On first observation the news that former Manchester United manager Sir Alex Ferguson will be undertaking a 'long-term teaching position' at the world-renowned Harvard Business School might appear strange.
Some might ask what an ex-football manager knows about the world of business and management?
However, football is now a global business and clubs such as Manchester United are seen as brands.
And the amounts of money are not small beer either.
According to Deloitte who produce an annual football 'money league' in 2013 Manchester United was third behind Spanish clubs Real Madrid and FC Barcelona with revenues of £320.3 million (the respective figures for Real Madrid and FC Barcelona being £390.8 m and £414.7 m).
As we know, footballers are now regarded as superstar celebrities with phenomenal salaries - Wayne Rooney is now reputed to be on £300,000 per week - and egos to match.
For elite football clubs such as Manchester United success is measured in winning trophies and there can be no doubt that during his 26 years with the club Sir Alex Ferguson was able to achieve a level of dominance and expectation that has made life difficult for his replacement David Moyes.
There are good reasons why others should want to tap into Sir Alex's expertise and experience.
It's worth acknowledging that in the last quarter of a century football has utterly changed.
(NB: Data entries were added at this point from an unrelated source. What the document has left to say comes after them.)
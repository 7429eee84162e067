// Copyright 2020 MaidSafe.net limited.
//
// This SAFE Network Software is licensed to you under the MIT license <LICENSE-MIT
// http://opensource.org/licenses/MIT> or the Modified BSD license <LICENSE-BSD
// https://opensource.org/licenses/BSD-3-Clause>, at your option. This file may not be copied,
// modified, or distributed except according to those terms. Please review the Licences for the
// specific language governing permissions and limitations relating to use of the SAFE Network
// Software.

//! A convenience wire encoding for `Message`.  Actual transport, retry, authentication and
//! reliable delivery are external collaborators (see spec §1, §6); this module only fixes the
//! byte representation so a demo transport doesn't have to invent one.  No signing step: this
//! crate's protocol does not authenticate messages (a documented non-goal).

use crate::error::Error;
use crate::message::Message;

/// Encodes `message` for transmission.
pub fn encode(message: &Message) -> Result<Vec<u8>, Error> {
    Ok(bincode::serialize(message)?)
}

/// Decodes a `Message` previously produced by `encode`.
pub fn decode(bytes: &[u8]) -> Result<Message, Error> {
    Ok(bincode::deserialize(bytes)?)
}

#[cfg(test)]
mod tests {
    use super::*;
    use crate::id::RumorId;
    use crate::message::MessageType;

    #[test]
    fn round_trips_a_push_message() {
        let original = Message::new(MessageType::Push, RumorId::from(42), 3);
        let bytes = encode(&original).unwrap();
        let decoded = decode(&bytes).unwrap();
        assert_eq!(original, decoded);
    }

    #[test]
    fn round_trips_an_empty_pull_message() {
        let original = Message::empty(MessageType::EmptyPull);
        let bytes = encode(&original).unwrap();
        let decoded = decode(&bytes).unwrap();
        assert_eq!(original, decoded);
    }
}
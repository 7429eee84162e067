// Copyright 2020 MaidSafe.net limited.
//
// This SAFE Network Software is licensed to you under the MIT license <LICENSE-MIT
// http://opensource.org/licenses/MIT> or the Modified BSD license <LICENSE-BSD
// https://opensource.org/licenses/BSD-3-Clause>, at your option. This file may not be copied,
// modified, or distributed except according to those terms. Please review the Licences for the
// specific language governing permissions and limitations relating to use of the SAFE Network
// Software.

quick_error! {
    /// Errors produced by this crate.
    #[derive(Debug)]
    pub enum Error {
        /// Raised when a `RumorHolder` is constructed with an explicit `NetworkConfig` whose
        /// `network_size` doesn't match the size of the supplied membership set.
        ConfigMismatch(expected: usize, actual: usize) {
            display("NetworkConfig.network_size ({}) does not match peer count ({})", expected, actual)
        }
        /// Wraps a `bincode` (de)serialisation failure from the `wire` module.
        Bincode(err: bincode::Error) {
            from()
            display("bincode error: {}", err)
        }
    }
}
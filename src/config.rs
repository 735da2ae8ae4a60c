use anyhow::{Context, ensure};
use clap::Parser;
use serde::Deserialize;
use std::path::{Path, PathBuf};
use std::time::Duration;

/// 15 players would leave only seven cards after the deal, possibly all
/// wild, so the opening card could never be found.
pub const MAX_PLAYERS_LIMIT: usize = 14;

#[derive(Debug, Parser)]
#[command(name = "uno_server", about = "Line-protocol UNO session server")]
pub struct Cli {
    /// JSON file with server settings
    #[arg(long)]
    pub config: Option<PathBuf>,

    /// Address to listen on, e.g. 0.0.0.0:5000
    #[arg(long)]
    pub bind: Option<String>,

    /// Seconds between sweeps of finished rooms
    #[arg(long)]
    pub cleanup_interval: Option<u64>,

    #[arg(long)]
    pub max_players: Option<usize>,

    /// trace, debug, info, warn or error
    #[arg(long)]
    pub log_level: Option<String>,

    /// PEM certificate chain served to clients
    #[arg(long)]
    pub cert: Option<PathBuf>,

    /// PEM private key for the certificate
    #[arg(long)]
    pub key: Option<PathBuf>,
}

#[derive(Debug, Clone, PartialEq, Eq, Deserialize)]
#[serde(default)]
pub struct ServerConfig {
    pub bind_addr: String,
    pub cleanup_interval_secs: u64,
    pub max_players_per_room: usize,
    pub keepalive_secs: u64,
    pub log_level: String,
    pub cert_path: PathBuf,
    pub key_path: PathBuf,
}

impl Default for ServerConfig {
    fn default() -> Self {
        Self {
            bind_addr: String::from("0.0.0.0:5000"),
            cleanup_interval_secs: 10,
            max_players_per_room: 10,
            keepalive_secs: 10,
            log_level: String::from("debug"),
            cert_path: PathBuf::from("cert.pem"),
            key_path: PathBuf::from("key.pem"),
        }
    }
}

impl ServerConfig {
    /// Defaults, then the config file if given, then command-line flags.
    pub fn load(cli: &Cli) -> anyhow::Result<Self> {
        let mut config = match &cli.config {
            Some(path) => Self::from_file(path)?,
            None => Self::default(),
        };

        if let Some(bind) = &cli.bind {
            config.bind_addr = bind.clone();
        }
        if let Some(secs) = cli.cleanup_interval {
            config.cleanup_interval_secs = secs;
        }
        if let Some(max) = cli.max_players {
            config.max_players_per_room = max;
        }
        if let Some(level) = &cli.log_level {
            config.log_level = level.clone();
        }
        if let Some(cert) = &cli.cert {
            config.cert_path = cert.clone();
        }
        if let Some(key) = &cli.key {
            config.key_path = key.clone();
        }

        config.validate()?;
        Ok(config)
    }

    pub fn from_file(path: &Path) -> anyhow::Result<Self> {
        let raw = std::fs::read_to_string(path)
            .with_context(|| format!("reading config file {}", path.display()))?;
        Self::from_json(&raw).with_context(|| format!("parsing config file {}", path.display()))
    }

    pub fn from_json(raw: &str) -> anyhow::Result<Self> {
        Ok(serde_json::from_str(raw)?)
    }

    pub fn validate(&self) -> anyhow::Result<()> {
        ensure!(
            (2..=MAX_PLAYERS_LIMIT).contains(&self.max_players_per_room),
            "max_players_per_room must be between 2 and {}, got {}",
            MAX_PLAYERS_LIMIT,
            self.max_players_per_room
        );
        ensure!(
            self.cleanup_interval_secs > 0,
            "cleanup_interval_secs must be positive"
        );
        self.tracing_level()?;
        Ok(())
    }

    pub fn tracing_level(&self) -> anyhow::Result<tracing::Level> {
        self.log_level
            .parse()
            .with_context(|| format!("invalid log level {:?}", self.log_level))
    }

    pub fn cleanup_interval(&self) -> Duration {
        Duration::from_secs(self.cleanup_interval_secs)
    }

    pub fn keepalive(&self) -> Duration {
        Duration::from_secs(self.keepalive_secs)
    }
}
use super::ErrorCode;

/// One parsed line from a client. Keywords are case-insensitive.
#[derive(Debug, Clone, PartialEq, Eq)]
pub enum ClientToServer {
    // Session actions
    Nick { nickname: String },
    Create,
    List,
    Join { room_id: String },
    Quit,

    // Forwarded to the client's room
    Room(RoomCommand),
}

/// Commands that only make sense inside a room.
#[derive(Debug, Clone, PartialEq, Eq)]
pub enum RoomCommand {
    Ready,
    Uno,
    Hand,
    Draw,
    /// Raw card tokens; the room resolves them against the hand.
    Play { color: String, value: String },
    Wild { value: String, chosen: String },
}

impl ClientToServer {
    pub fn parse(line: &str) -> Result<Self, ErrorCode> {
        let parts: Vec<&str> = line.split_whitespace().collect();
        let Some(keyword) = parts.first() else {
            return Err(ErrorCode::UnknownCommand);
        };
        let keyword = keyword.to_ascii_lowercase();
        let upper = |s: &str| s.to_ascii_uppercase();

        match (keyword.as_str(), parts.len()) {
            ("nick", 2) => {
                let nickname = parts[1];
                if nickname.contains([';', ',']) {
                    return Err(ErrorCode::InvalidNick);
                }
                Ok(Self::Nick {
                    nickname: nickname.to_string(),
                })
            }
            ("create", _) => Ok(Self::Create),
            ("list", _) => Ok(Self::List),
            ("join", 2) => Ok(Self::Join {
                room_id: parts[1].to_string(),
            }),
            ("quit" | "exit", _) => Ok(Self::Quit),
            ("ok", 1) => Ok(Self::Room(RoomCommand::Ready)),
            ("uno", 1) => Ok(Self::Room(RoomCommand::Uno)),
            ("hand", 1) => Ok(Self::Room(RoomCommand::Hand)),
            ("draw", 1) => Ok(Self::Room(RoomCommand::Draw)),
            ("play", 3) if parts[1].eq_ignore_ascii_case("wild") => Err(ErrorCode::WildUsage),
            ("play", 3) => Ok(Self::Room(RoomCommand::Play {
                color: upper(parts[1]),
                value: upper(parts[2]),
            })),
            ("play", _) => Err(ErrorCode::PlayUsage),
            ("wild", 3) => Ok(Self::Room(RoomCommand::Wild {
                value: upper(parts[1]),
                chosen: upper(parts[2]),
            })),
            ("wild", _) => Err(ErrorCode::WildUsage),
            _ => Err(ErrorCode::UnknownCommand),
        }
    }

    /// Keyword of a raw line, lowercased.
    pub fn keyword(line: &str) -> Option<String> {
        line.split_whitespace().next().map(str::to_ascii_lowercase)
    }
}

#[cfg(test)]
mod tests {
    use super::*;
    use rstest::rstest;

    #[rstest]
    #[case("nick alice", ClientToServer::Nick { nickname: "alice".into() })]
    #[case("CREATE", ClientToServer::Create)]
    #[case("join 12", ClientToServer::Join { room_id: "12".into() })]
    #[case("exit", ClientToServer::Quit)]
    #[case("ok", ClientToServer::Room(RoomCommand::Ready))]
    #[case("Uno", ClientToServer::Room(RoomCommand::Uno))]
    #[case("play red 5", ClientToServer::Room(RoomCommand::Play { color: "RED".into(), value: "5".into() }))]
    #[case("wild draw4 blue", ClientToServer::Room(RoomCommand::Wild { value: "DRAW4".into(), chosen: "BLUE".into() }))]
    fn parses_commands(#[case] line: &str, #[case] expected: ClientToServer) {
        assert_eq!(ClientToServer::parse(line), Ok(expected));
    }

    #[rstest]
    #[case("play red", ErrorCode::PlayUsage)]
    #[case("play wild draw4", ErrorCode::WildUsage)]
    #[case("wild color", ErrorCode::WildUsage)]
    #[case("nick", ErrorCode::UnknownCommand)]
    #[case("nick a;b", ErrorCode::InvalidNick)]
    #[case("join", ErrorCode::UnknownCommand)]
    #[case("ok now", ErrorCode::UnknownCommand)]
    #[case("shuffle", ErrorCode::UnknownCommand)]
    fn rejects_malformed_commands(#[case] line: &str, #[case] expected: ErrorCode) {
        assert_eq!(ClientToServer::parse(line), Err(expected));
    }

    #[test]
    fn keyword_is_lowercased() {
        assert_eq!(ClientToServer::keyword("  NICK bob"), Some("nick".to_string()));
        assert_eq!(ClientToServer::keyword("   "), None);
    }
}
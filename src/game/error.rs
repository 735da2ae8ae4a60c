use thiserror::Error;

/// Rule violations and invariant failures raised by the game engine.
#[derive(Debug, Error, Clone, Copy, PartialEq, Eq)]
pub enum GameError {
    #[error("not the player's turn")]
    NotYourTurn,
    #[error("card is not in the player's hand")]
    CardNotInHand,
    #[error("card cannot be played on the current top card")]
    InvalidCard,
    #[error("a wild card needs a chosen colour")]
    ColorRequired,
    #[error("game is already over")]
    GameOver,
    #[error("a game needs at least {0} players")]
    NotEnoughPlayers(usize),
    #[error("draw and discard piles are both exhausted")]
    DeckExhausted,
}

impl GameError {
    /// Wire token sent back as `ERROR;<code>`.
    pub fn reason_code(&self) -> &'static str {
        match self {
            GameError::NotYourTurn => "NOT_YOUR_TURN",
            GameError::CardNotInHand => "CARD_NOT_IN_HAND",
            GameError::InvalidCard => "INVALID_CARD",
            GameError::ColorRequired => "COLOR_REQUIRED",
            GameError::GameOver => "GAME_OVER",
            GameError::NotEnoughPlayers(_) => "NOT_ENOUGH_PLAYERS",
            GameError::DeckExhausted => "GAME_ABORTED",
        }
    }

    /// Whether the room can keep going after this error.
    pub fn is_fatal(&self) -> bool {
        matches!(self, GameError::DeckExhausted)
    }
}
use crate::game::{Game, GameError, PlayerId};
use crate::messages::ErrorCode;
use std::collections::{HashMap, HashSet};
use std::sync::Arc;
use std::sync::atomic::{AtomicBool, AtomicUsize, Ordering};
use tracing::debug;

pub type RoomId = u32;

/// Room facts the registry reads without going through the room's mailbox.
#[derive(Debug)]
pub struct RoomStatus {
    running: AtomicBool,
    player_count: AtomicUsize,
}

impl RoomStatus {
    pub fn new() -> Self {
        Self {
            running: AtomicBool::new(true),
            player_count: AtomicUsize::new(0),
        }
    }

    pub fn is_running(&self) -> bool {
        self.running.load(Ordering::Acquire)
    }

    pub fn player_count(&self) -> usize {
        self.player_count.load(Ordering::Acquire)
    }

    /// Stopped and empty: nothing can ever happen in this room again.
    pub fn is_collectable(&self) -> bool {
        !self.is_running() && self.player_count() == 0
    }
}

/// State of one room. Only the room's own task touches it.
#[derive(Debug)]
pub struct Room {
    pub id: RoomId,
    participants: Vec<PlayerId>,
    nicknames: HashMap<PlayerId, String>,
    ready: HashSet<PlayerId>,
    game: Option<Game>,
    last_turn: Option<PlayerId>,
    max_players: usize,
    status: Arc<RoomStatus>,
}

impl Room {
    pub fn new(id: RoomId, max_players: usize, status: Arc<RoomStatus>) -> Self {
        Self {
            id,
            participants: Vec::new(),
            nicknames: HashMap::new(),
            ready: HashSet::new(),
            game: None,
            last_turn: None,
            max_players,
            status,
        }
    }

    #[cfg(test)]
    pub fn participants(&self) -> &[PlayerId] {
        &self.participants
    }

    pub fn is_participant(&self, player_id: PlayerId) -> bool {
        self.participants.contains(&player_id)
    }

    pub fn nickname(&self, player_id: PlayerId) -> &str {
        self.nicknames.get(&player_id).map_or("?", String::as_str)
    }

    pub fn is_running(&self) -> bool {
        self.status.is_running()
    }

    pub fn add_participant(&mut self, player_id: PlayerId, nickname: String) -> Result<(), ErrorCode> {
        if !self.is_running() || self.game.is_some() {
            return Err(ErrorCode::GameInProgress);
        }
        if self.participants.len() >= self.max_players {
            return Err(ErrorCode::RoomFull);
        }
        self.participants.push(player_id);
        self.nicknames.insert(player_id, nickname);
        self.sync_status();
        Ok(())
    }

    /// Removes the participant and returns the nickname they joined with.
    /// An in-progress game keeps its turn order untouched.
    pub fn remove_participant(&mut self, player_id: PlayerId) -> Option<String> {
        let index = self.participants.iter().position(|p| *p == player_id)?;
        self.participants.remove(index);
        self.ready.remove(&player_id);
        let nickname = self.nicknames.remove(&player_id);

        // Nobody can rejoin a started game, so an empty one is dead.
        if self.participants.is_empty() && self.game.is_some() {
            debug!("Room {} abandoned mid-game", self.id);
            self.status.running.store(false, Ordering::Release);
        }
        self.sync_status();
        nickname
    }

    /// Returns false if the participant was already ready.
    pub fn mark_ready(&mut self, player_id: PlayerId) -> bool {
        self.ready.insert(player_id)
    }

    pub fn can_start(&self) -> bool {
        self.game.is_none()
            && self.participants.len() >= 2
            && self.participants.iter().all(|p| self.ready.contains(p))
    }

    pub fn start_game(&mut self) -> Result<&Game, GameError> {
        let game = Game::new(self.participants.clone())?;
        self.ready.clear();
        Ok(&*self.game.insert(game))
    }

    pub fn game(&self) -> Option<&Game> {
        self.game.as_ref()
    }

    pub fn game_mut(&mut self) -> Option<&mut Game> {
        self.game.as_mut()
    }

    /// The current player, if they have not been told it is their turn yet.
    pub fn take_turn_notification(&mut self) -> Option<PlayerId> {
        let current = self.game.as_ref()?.current_player();
        if self.last_turn == Some(current) {
            return None;
        }
        self.last_turn = Some(current);
        Some(current)
    }

    /// Terminal transition: the session is over and everyone is gone.
    pub fn finish(&mut self) {
        self.status.running.store(false, Ordering::Release);
        self.participants.clear();
        self.nicknames.clear();
        self.ready.clear();
        self.sync_status();
    }

    fn sync_status(&self) {
        self.status
            .player_count
            .store(self.participants.len(), Ordering::Release);
    }

    #[cfg(test)]
    pub(crate) fn install_game(&mut self, game: Game) {
        self.game = Some(game);
    }
}
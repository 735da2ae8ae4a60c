pub mod broadcaster;
pub mod handlers;
pub mod room;
pub mod task;

// Re-export the main types for easy access
pub use room::RoomId;
pub use task::RoomHandle;
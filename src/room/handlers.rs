use super::{broadcaster::RoomBroadcaster, room::Room};
use crate::game::{Card, Color, GameError, PlayOutcome, PlayerId, Value};
use crate::messages::{ErrorCode, Outbound, PlayerEvent, RoomCommand, ServerToClient};
use tokio::sync::{mpsc, oneshot};
use tracing::{debug, error, info};

pub struct RoomHandlers;

impl RoomHandlers {
    pub fn handle_join(
        room: &mut Room,
        broadcaster: &mut RoomBroadcaster,
        player_id: PlayerId,
        nickname: String,
        outbound: mpsc::UnboundedSender<Outbound>,
        reply: oneshot::Sender<Result<(), ErrorCode>>,
    ) {
        if let Err(code) = room.add_participant(player_id, nickname.clone()) {
            let _ = reply.send(Err(code));
            return;
        }
        broadcaster.add_player(player_id, outbound);
        broadcaster.broadcast(ServerToClient::player(&nickname, PlayerEvent::Joined));
        // The joiner's confirmation must queue behind the JOINED line.
        let _ = reply.send(Ok(()));
        debug!("Player {} joined room {}", player_id, room.id);
    }

    pub fn handle_leave(room: &mut Room, broadcaster: &mut RoomBroadcaster, player_id: PlayerId) {
        broadcaster.remove_player(player_id);
        if let Some(nickname) = room.remove_participant(player_id) {
            broadcaster.broadcast(ServerToClient::player(&nickname, PlayerEvent::Left));
            debug!("Player {} left room {}", player_id, room.id);
        }
    }

    pub fn handle_command(
        room: &mut Room,
        broadcaster: &mut RoomBroadcaster,
        player_id: PlayerId,
        command: RoomCommand,
    ) {
        if !room.is_participant(player_id) {
            debug!(
                "Dropping {:?} from non-participant {} in room {}",
                command, player_id, room.id
            );
            return;
        }

        if command == RoomCommand::Ready {
            Self::handle_ready(room, broadcaster, player_id);
            return;
        }

        let Some(current) = room.game().map(|game| game.current_player()) else {
            broadcaster.send_to(player_id, ServerToClient::error(ErrorCode::WaitForGame));
            return;
        };

        match command {
            RoomCommand::Uno => Self::handle_uno(room, broadcaster, player_id),
            RoomCommand::Hand => {
                let cards = room
                    .game()
                    .and_then(|game| game.hand(player_id))
                    .map(<[Card]>::to_vec)
                    .unwrap_or_default();
                broadcaster.send_to(player_id, ServerToClient::Hand(cards));
            }
            _ if current != player_id => {
                broadcaster.send_to(player_id, ServerToClient::error(GameError::NotYourTurn));
            }
            RoomCommand::Draw => Self::handle_draw(room, broadcaster, player_id),
            RoomCommand::Play { color, value } => {
                Self::handle_play(room, broadcaster, player_id, &color, &value)
            }
            RoomCommand::Wild { value, chosen } => {
                Self::handle_wild(room, broadcaster, player_id, &value, &chosen)
            }
            RoomCommand::Ready => {}
        }
    }

    fn handle_ready(room: &mut Room, broadcaster: &mut RoomBroadcaster, player_id: PlayerId) {
        if !room.mark_ready(player_id) {
            return;
        }
        broadcaster.broadcast(ServerToClient::player(
            room.nickname(player_id),
            PlayerEvent::Ready,
        ));

        if !room.can_start() {
            return;
        }
        let started = room
            .start_game()
            .map(|game| (game.players().len(), game.top_card()));
        match started {
            Ok((players, top)) => {
                info!("Room {} started a game with {} players", room.id, players);
                broadcaster.broadcast(ServerToClient::GameStarted);
                if let Some(top) = top {
                    broadcaster.broadcast(ServerToClient::TopCard(top));
                }
                Self::notify_turn(room, broadcaster);
            }
            Err(e) => Self::abort_game(room, broadcaster, e),
        }
    }

    fn handle_uno(room: &mut Room, broadcaster: &mut RoomBroadcaster, player_id: PlayerId) {
        let called = room
            .game_mut()
            .is_some_and(|game| game.call_uno(player_id));
        if called {
            broadcaster.broadcast(ServerToClient::player(
                room.nickname(player_id),
                PlayerEvent::Uno,
            ));
        } else {
            broadcaster.send_to(player_id, ServerToClient::error(ErrorCode::NoUno));
        }
    }

    fn handle_draw(room: &mut Room, broadcaster: &mut RoomBroadcaster, player_id: PlayerId) {
        let Some(game) = room.game_mut() else {
            return;
        };
        match game.draw_card(player_id) {
            Ok(()) => {
                broadcaster.broadcast(ServerToClient::player(
                    room.nickname(player_id),
                    PlayerEvent::Draw,
                ));
                Self::broadcast_table(room, broadcaster);
            }
            Err(e) => Self::reject(room, broadcaster, player_id, e),
        }
    }

    fn handle_play(
        room: &mut Room,
        broadcaster: &mut RoomBroadcaster,
        player_id: PlayerId,
        color: &str,
        value: &str,
    ) {
        let card = match (color.parse::<Color>(), value.parse::<Value>()) {
            (Ok(color), Ok(value)) => Card::new(color, value),
            _ => {
                Self::reject(room, broadcaster, player_id, GameError::CardNotInHand);
                return;
            }
        };
        Self::play(room, broadcaster, player_id, card, None, PlayerEvent::Played(card));
    }

    fn handle_wild(
        room: &mut Room,
        broadcaster: &mut RoomBroadcaster,
        player_id: PlayerId,
        value: &str,
        chosen: &str,
    ) {
        let value = match value.parse::<Value>() {
            Ok(value) if value.is_wild_value() => value,
            _ => {
                Self::reject(room, broadcaster, player_id, GameError::CardNotInHand);
                return;
            }
        };
        let chosen = chosen.parse::<Color>().ok();
        let event = PlayerEvent::Wild {
            value,
            chosen: chosen.unwrap_or(Color::Wild),
        };
        Self::play(room, broadcaster, player_id, Card::wild(value), chosen, event);
    }

    fn play(
        room: &mut Room,
        broadcaster: &mut RoomBroadcaster,
        player_id: PlayerId,
        card: Card,
        chosen: Option<Color>,
        event: PlayerEvent,
    ) {
        let Some(game) = room.game_mut() else {
            return;
        };
        let outcome = match game.play_card(player_id, card, chosen) {
            Ok(outcome) => outcome,
            Err(e) => {
                Self::reject(room, broadcaster, player_id, e);
                return;
            }
        };

        let nickname = room.nickname(player_id).to_string();
        match outcome {
            PlayOutcome::Win => {
                info!("Player {} ({}) won in room {}", nickname, player_id, room.id);
                broadcaster.broadcast(ServerToClient::player(&nickname, PlayerEvent::Win));
                broadcaster.close_all(ServerToClient::GameOver);
                room.finish();
            }
            PlayOutcome::UnoWarning | PlayOutcome::Ok => {
                if outcome == PlayOutcome::UnoWarning {
                    broadcaster
                        .broadcast(ServerToClient::player(&nickname, PlayerEvent::UnoWarning));
                }
                broadcaster.broadcast(ServerToClient::player(&nickname, event));
                Self::broadcast_table(room, broadcaster);
            }
        }
    }

    /// New top card, then the turn notification.
    fn broadcast_table(room: &mut Room, broadcaster: &mut RoomBroadcaster) {
        if let Some(top) = room.game().and_then(|game| game.top_card()) {
            broadcaster.broadcast(ServerToClient::TopCard(top));
        }
        Self::notify_turn(room, broadcaster);
    }

    fn notify_turn(room: &mut Room, broadcaster: &mut RoomBroadcaster) {
        if let Some(current) = room.take_turn_notification() {
            broadcaster.send_to(current, ServerToClient::YourTurn);
        }
    }

    fn reject(room: &mut Room, broadcaster: &mut RoomBroadcaster, player_id: PlayerId, e: GameError) {
        if e.is_fatal() {
            Self::abort_game(room, broadcaster, e);
        } else {
            broadcaster.send_to(player_id, ServerToClient::error(e));
        }
    }

    /// The engine lost track of its cards; end this room only.
    fn abort_game(room: &mut Room, broadcaster: &mut RoomBroadcaster, e: GameError) {
        error!("Room {} aborted: {}", room.id, e);
        broadcaster.broadcast(ServerToClient::error(e));
        broadcaster.close_all(ServerToClient::GameOver);
        room.finish();
    }
}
Even allowing for inflation it is still incredible to think that the squad that Ferguson took over in 1986 was worth only £4 m; roughly a quarter of what Wayne Rooney now earns in a year due, in no small part, to the effects of Sky's investment in televising football.
During Ferguson's tenure the 'business' of British football changed from clubs being owned by local business people to the influx of overseas billionaire investors with, it seems limitless money to buy the best players in the world.
Manchester United was a club that was very much living in past glories as Liverpool was then the dominant English club.
Though there were some who questioned whether he was the right man and, to be fair, he came to being sacked when the results did not come quickly enough, Ferguson rebuilt Manchester United by, effectively, replacing the squad and creating, literally, a winning team.
That he achieved phenomenally consistent results over such a long period has made Sir Alex Ferguson an exemplar of what can be done if you have the right
Harvard's motivation in hiring Sir Alex Ferguson is to allow others to appreciate how he achieved success.
It is worth noting that this is not the first connection that he has had with Harvard Business School.
In Last October's edition of The Harvard Business Review he was interviewed by one of its professors Anita Elberse who distilled his thinking into eight leadership lessons that she believed were generally applicable to 'business' and 'life':
1. Start with the Foundation
2. Dare to Rebuild Your Team
3. Set High Standards - and Hold Everyone to Them
4. Never, Ever Cede Control
5. Match the Message to the Moment
6. Prepare to Win
7. Rely on the Power of Observation
8. Never Stop Adapting
Whether any, if not all, of these can be applied is an interesting question.
However, given that there is no shortage of material produced by academics which seeks to present theory (explanation) as to what management and in particular leadership consists of, Ferguson's explanation of the secrets of success will undoubtedly prove popular.
As such Ferguson might be seen to be contributing to the canon of empirically-driven theory.
However, in his book The Management Gurus (Routledge, 2006) Andrzej Huczynski examines whether such 'hero managers' can really provide useful theory that can be applied universally. As he believes, the authority of such people comes from their particular characteristics.
Huczynski contends that the accounts of such 'heroes' should be seen as 'sorcerer' and based in their learning from experience. As he suggests, their accounts are popular precisely because they are seen as being celebrities.
In their book The Witch Doctors, What the Management Gurus are Saying, Why it Matters and How to Make Sense of it (Heinemann, 1996), John Micklethwait and Adrian Wooldridge assert that managers are very happy to pay large sums of money to learn from those who, they believe, have 'magical cures'.
Micklethwait and Wooldridge also believe that too much of what passes from theory is simply 'basic common sense' and that as well as not being sufficiently self-critical, 'is bedevilled by contradictions that would not be allowed in more rigorous disciplines.'
So, the question might be how much would you be prepared to listen to the wisdom of the 'hairdryer' a moniker Sir Alex earned due to his style of shouting aggressively into players faces in order to motivate them to win?
As a technique to deal with superstar footballers - some would suggest that too many are over-paid and pampered and act as prima donnas - this might be acceptable if the only objective is to win games at all costs. As to its wider applicability it doesn't easily with the current Zeitgeist of shared objectives and all participants working in, relative, harmony.
Indeed, whether Sir Alex Ferguson's eight point philosophy and reflected wisdom gained by being at the heart of the one of the most successful clubs of recent times is more debatable.
Sir Alex was notoriously prickly with the press asking him awkward questions about tactics or team selection and refused to deal with the BBC for a number of years.
Perhaps the one thing that can be guaranteed is that it will be entertaining though would you dare ask him a difficult question or argue with his view?